Lepas salat Subuh, Kang Ario, salah seorang putra dari Mang Barnas yang merupakan teman seperjuangan almarhum menggamit bahunya sambil berbisik; “Jak … jangan marah ya, tadi, sekitar pukul tiga Abah menelepon dan menceritakan bahwa ia dikunjungi Almarhum Pak Urip. Beliau hanya mengenakan kafan yang diselempangkan seperti orang sedang menjalankan ibadah haji”.
“Pak Urip meminta tolong kepada Abah agar segera disempurnakan. Maaf ya … aku hanya menyampaikan cerita Abah,” lanjutnya lagi.
Jaka terkesiap. Ketakutannya selama ini terjawab sudah. Almarhum menunjukkan dirinya hanya kepada teman-teman seperjuangannya, tidak kepada masyarakat tempat ia tinggal. Di tengah-tengah kegalauan dan pertimbangan apakah akan memberitahukan peritiwa itu kepada adik kesayangannya, Titik, mendadak terdengar deham. Jaka pun menoleh, seraut wajah jernih dengan senyum yang damai pun mengangguk.
“Oh … Wak Ustad Tahmid,” kata Jaka sambil mencium tangan.
“Kalau tidak keberatan, silakan singgah dan kita berbincang,” ujar Wak Tahmid dengan penuh harap.
Singkat kata, sambil menyesap kopi dan menghisap rokok dalam-dalam, Wak Tahmid pun menceritakan tentang segala keangkeran ilmu batara karang. “Beruntungnya, Almarhum tidak menggunakan ilmu itu untuk jalan keburukan. Mudah-mudahan, ada jalan terbaik untuk menyempurnakan kematiannya,” katanya dengan penuh keyakinan.
Mendengar itu, Jaka sontak memotong; “Wak … saya sangat berharap agar kematian ayah tidak menjadi gunjingan bahkan fitnah di tengah-tengah masyarakat”.
Wak Tahmid mengangguk-anggukkan kepala tanda mengerti. “Berikan Uwak waktu selama tiga hari. Selama itu, Jaka dan Titik, tiap usai mendirikan salat fardu baca Surah Ar Rahman masing-masing sebanyak tiga kali. Hadiahkan untuk Almarhum”.
“Baik Wak … amanah itu akan kami jalankan dengan sebaik-baiknya,” kata Jaka sambil mohon diri.
Setibanya di rumah, ia pun menceritakan apa yang dialaminya kepada Titik. Sang adik hanya bisa menangis, menangis dan terus menangis ….
Pada hari ketiga, lepas mendirikan Salat Duha, tampak Wak Tahmid, Jaka, Titik dan beberapa orang menuju ke pemakaman. Tujuan mereka pasti, makam Pak Urip. Tak lama kemudian, tampak gundukan tanah merah yang masih basah tempat jasad Pak Urip dikubur. Ketika sampai di kuburan, mulut Wak Tahmid tampak berkomat-kamit.

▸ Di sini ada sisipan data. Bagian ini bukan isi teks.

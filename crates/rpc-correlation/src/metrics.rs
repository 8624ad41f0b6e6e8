//! Counters for correlation activity.
//!
//! Observability only: nothing in the table reads these to make a decision.

use crate::domain::OutcomeKind;
use std::sync::atomic::{AtomicU64, Ordering};

/// Statistics for one call table
#[derive(Debug, Default)]
pub struct CorrelationStats {
    /// Calls accepted by `register`
    pub registered: AtomicU64,
    /// Calls completed with a value
    pub completed: AtomicU64,
    /// Calls completed with a remote fault
    pub faulted: AtomicU64,
    /// Calls retired by the sweeper
    pub timed_out: AtomicU64,
    /// Calls cancelled explicitly or by drain
    pub cancelled: AtomicU64,
    /// Resolutions for ids that were no longer pending
    pub stale: AtomicU64,
    /// Outcomes set after the caller stopped waiting
    pub abandoned: AtomicU64,
    /// Registrations rejected because the id was live
    pub duplicates: AtomicU64,
    /// Calls taken out of the table without an outcome
    pub removed: AtomicU64,
}

impl CorrelationStats {
    pub fn new() -> Self {
        Self::default()
    }

    pub(crate) fn record_registered(&self) {
        self.registered.fetch_add(1, Ordering::Relaxed);
    }

    pub(crate) fn record_retired(&self, kind: OutcomeKind) {
        let counter = match kind {
            OutcomeKind::Completed => &self.completed,
            OutcomeKind::Faulted => &self.faulted,
            OutcomeKind::TimedOut => &self.timed_out,
            OutcomeKind::Cancelled => &self.cancelled,
        };
        counter.fetch_add(1, Ordering::Relaxed);
    }

    pub(crate) fn record_stale(&self) {
        self.stale.fetch_add(1, Ordering::Relaxed);
    }

    pub(crate) fn record_abandoned(&self) {
        self.abandoned.fetch_add(1, Ordering::Relaxed);
    }

    pub(crate) fn record_duplicate(&self) {
        self.duplicates.fetch_add(1, Ordering::Relaxed);
    }

    pub(crate) fn record_removed(&self) {
        self.removed.fetch_add(1, Ordering::Relaxed);
    }

    /// Get current statistics snapshot
    pub fn snapshot(&self) -> StatsSnapshot {
        StatsSnapshot {
            registered: self.registered.load(Ordering::Relaxed),
            completed: self.completed.load(Ordering::Relaxed),
            faulted: self.faulted.load(Ordering::Relaxed),
            timed_out: self.timed_out.load(Ordering::Relaxed),
            cancelled: self.cancelled.load(Ordering::Relaxed),
            stale: self.stale.load(Ordering::Relaxed),
            abandoned: self.abandoned.load(Ordering::Relaxed),
            duplicates: self.duplicates.load(Ordering::Relaxed),
            removed: self.removed.load(Ordering::Relaxed),
        }
    }
}

/// Point-in-time copy of [`CorrelationStats`]
#[derive(Debug, Clone, Copy, Default, PartialEq, Eq)]
pub struct StatsSnapshot {
    pub registered: u64,
    pub completed: u64,
    pub faulted: u64,
    pub timed_out: u64,
    pub cancelled: u64,
    pub stale: u64,
    pub abandoned: u64,
    pub duplicates: u64,
    pub removed: u64,
}

impl StatsSnapshot {
    /// Calls that reached a terminal state
    pub fn retired(&self) -> u64 {
        self.completed + self.faulted + self.timed_out + self.cancelled
    }

    /// Registered calls neither retired nor removed.
    ///
    /// Counters are read independently, so under load this is approximate.
    pub fn in_flight(&self) -> u64 {
        self.registered
            .saturating_sub(self.retired())
            .saturating_sub(self.removed)
    }
}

Tak lama kemudian, sambil memegang nisan kayu yang berwarna putih dan bertuliskan nama Urip alias Hasan … Wak Tahmid pun menyiramkan air putih yang sengaja dibawanya. Jaka yakin, air itu sudah berisi doa-doa untuk kesempurnaan ayahnya. Kemudian Wak Tahmid mengajak semua yang hadir untuk membacakan Surah Yasin khusus kepada Almarhum Pak Urip alias Hasan.

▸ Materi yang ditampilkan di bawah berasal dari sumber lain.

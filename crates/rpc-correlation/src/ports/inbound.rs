//! Inbound Ports (Driving Ports)
//!
//! The API the transport side uses to drive correlation.

use std::time::Duration;

use crate::domain::{CallId, PendingCallHandle, RemoteFault, Resolution};
use crate::error::CorrelationError;
use crate::service::CallCorrelator;

/// Correlation API (Driving Port)
pub trait CorrelationApi<T>: Send + Sync {
    /// Register a new call before its request frame is sent.
    ///
    /// `None` applies the configured default timeout.
    fn issue(
        &self,
        timeout: Option<Duration>,
    ) -> Result<(CallId, PendingCallHandle<T>), CorrelationError>;

    /// Deliver a successful response
    fn complete_call(&self, id: CallId, value: T) -> Resolution;

    /// Deliver a remote fault
    fn fail_call(&self, id: CallId, fault: RemoteFault) -> Resolution;

    /// Cancel one call
    fn cancel_call(&self, id: CallId) -> Resolution;

    /// Teardown hook: cancel every outstanding call and reject new ones
    fn drain(&self) -> usize;
}

impl<T> CorrelationApi<T> for CallCorrelator<T>
where
    T: Send + 'static,
{
    fn issue(
        &self,
        timeout: Option<Duration>,
    ) -> Result<(CallId, PendingCallHandle<T>), CorrelationError> {
        match timeout {
            Some(timeout) => self.issue_call_with_timeout(timeout),
            None => self.issue_call(),
        }
    }

    fn complete_call(&self, id: CallId, value: T) -> Resolution {
        CallCorrelator::complete_call(self, id, value)
    }

    fn fail_call(&self, id: CallId, fault: RemoteFault) -> Resolution {
        CallCorrelator::fail_call(self, id, fault)
    }

    fn cancel_call(&self, id: CallId) -> Resolution {
        CallCorrelator::cancel_call(self, id)
    }

    fn drain(&self) -> usize {
        CallCorrelator::drain(self)
    }
}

Dan benar, bersamaan dengan terdengarnya ayat; ‘Innama Amruhu Idza Arada Syaian An Yaqula Lahu Kun Fayakun’, mendadak, petir tunggal menggelegar di atas langit. Aneh, padahal, cuaca terang benderang ….

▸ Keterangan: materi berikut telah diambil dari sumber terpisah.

//! Request and response frames exchanged with the peer.
//!
//! Only the fields the correlation layer needs: the call id plus an opaque
//! JSON payload. Framing and socket I/O live in the transport.

use crate::domain::{CallId, RemoteFault};
use crate::error::TransportError;
use serde::{Deserialize, Serialize};
use serde_json::Value;

/// Outgoing call
#[derive(Debug, Clone, PartialEq, Serialize, Deserialize)]
pub struct RequestFrame {
    pub id: CallId,
    pub method: String,
    #[serde(default)]
    pub params: Value,
}

impl RequestFrame {
    pub fn new(id: CallId, method: impl Into<String>, params: Value) -> Self {
        Self {
            id,
            method: method.into(),
            params,
        }
    }
}

/// Whether the peer handled the call or rejected it
#[derive(Debug, Clone, Copy, PartialEq, Eq, Serialize, Deserialize)]
#[serde(rename_all = "lowercase")]
pub enum ResponseStatus {
    Ok,
    Fault,
}

/// Decoded response for one call id
#[derive(Debug, Clone, PartialEq, Serialize, Deserialize)]
pub struct ResponseFrame {
    pub id: CallId,
    pub status: ResponseStatus,
    #[serde(default)]
    pub payload: Value,
}

impl ResponseFrame {
    pub fn ok(id: CallId, payload: Value) -> Self {
        Self {
            id,
            status: ResponseStatus::Ok,
            payload,
        }
    }

    pub fn fault(id: CallId, fault: &RemoteFault) -> Self {
        Self {
            id,
            status: ResponseStatus::Fault,
            payload: serde_json::to_value(fault).unwrap_or(Value::Null),
        }
    }

    /// Payload of a successful response, or the peer's fault
    pub fn into_result(self) -> Result<Value, RemoteFault> {
        match self.status {
            ResponseStatus::Ok => Ok(self.payload),
            ResponseStatus::Fault => Err(RemoteFault::from_payload(self.payload)),
        }
    }

    pub fn from_json(raw: &str) -> Result<Self, TransportError> {
        serde_json::from_str(raw).map_err(|e| TransportError::Malformed(e.to_string()))
    }
}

Bersamaan dengan itu, dari makam Pak Urip, tampak seberkas asap putih dan perlahan-lahan hilang ditiup angin pagi. “Alhamdulillah …,” kata Wak Tahmid sambil melakukan sujud syukur.
“Semoga doa kita diijabah Allah dan beliau bisa tenang di alam sana,” lanjut Wak Tahmid sambil memberi isyarat kepada semua bisa segera pulang ke rumah masing-masing.
Selepas pengajian malam ketujuh, Jaka bermimpi. Selain mengacungkan jempol, sang ayah juga memberitahu agar menjadikan Wak Tahmid sebagai penggantinya sekaligus orang tempatnya bertanya jika ia dan Titik tengah menghadapi kesulitan.
Ketika Jaka bertanya apa alasan sang ayah begitu percaya kepada Wak Tahmid, almarhum pun menjawab; “Jika dirunut, guru Wak Tahmid punya nasab ke Syekh Datul Kahfi, Cirebon”.
Jaka pun terjaga. Ia duduk termangu di pembaringannya sambil bergumam; “Pantas saja beliau mampu menyempurnakan ayah yang mengamalkan ilmu batara karang. Alhamdulillah, Allah telah menunjukkan kebesarannya lewat Wak Tahmid”.
Demikian sekilas cerita Jaka khusus kepada neomisteri hanya untuk diambil hikmah sekaligus wawasan bagi pembaca tentang ilmu-ilmu kuno di Nusantara.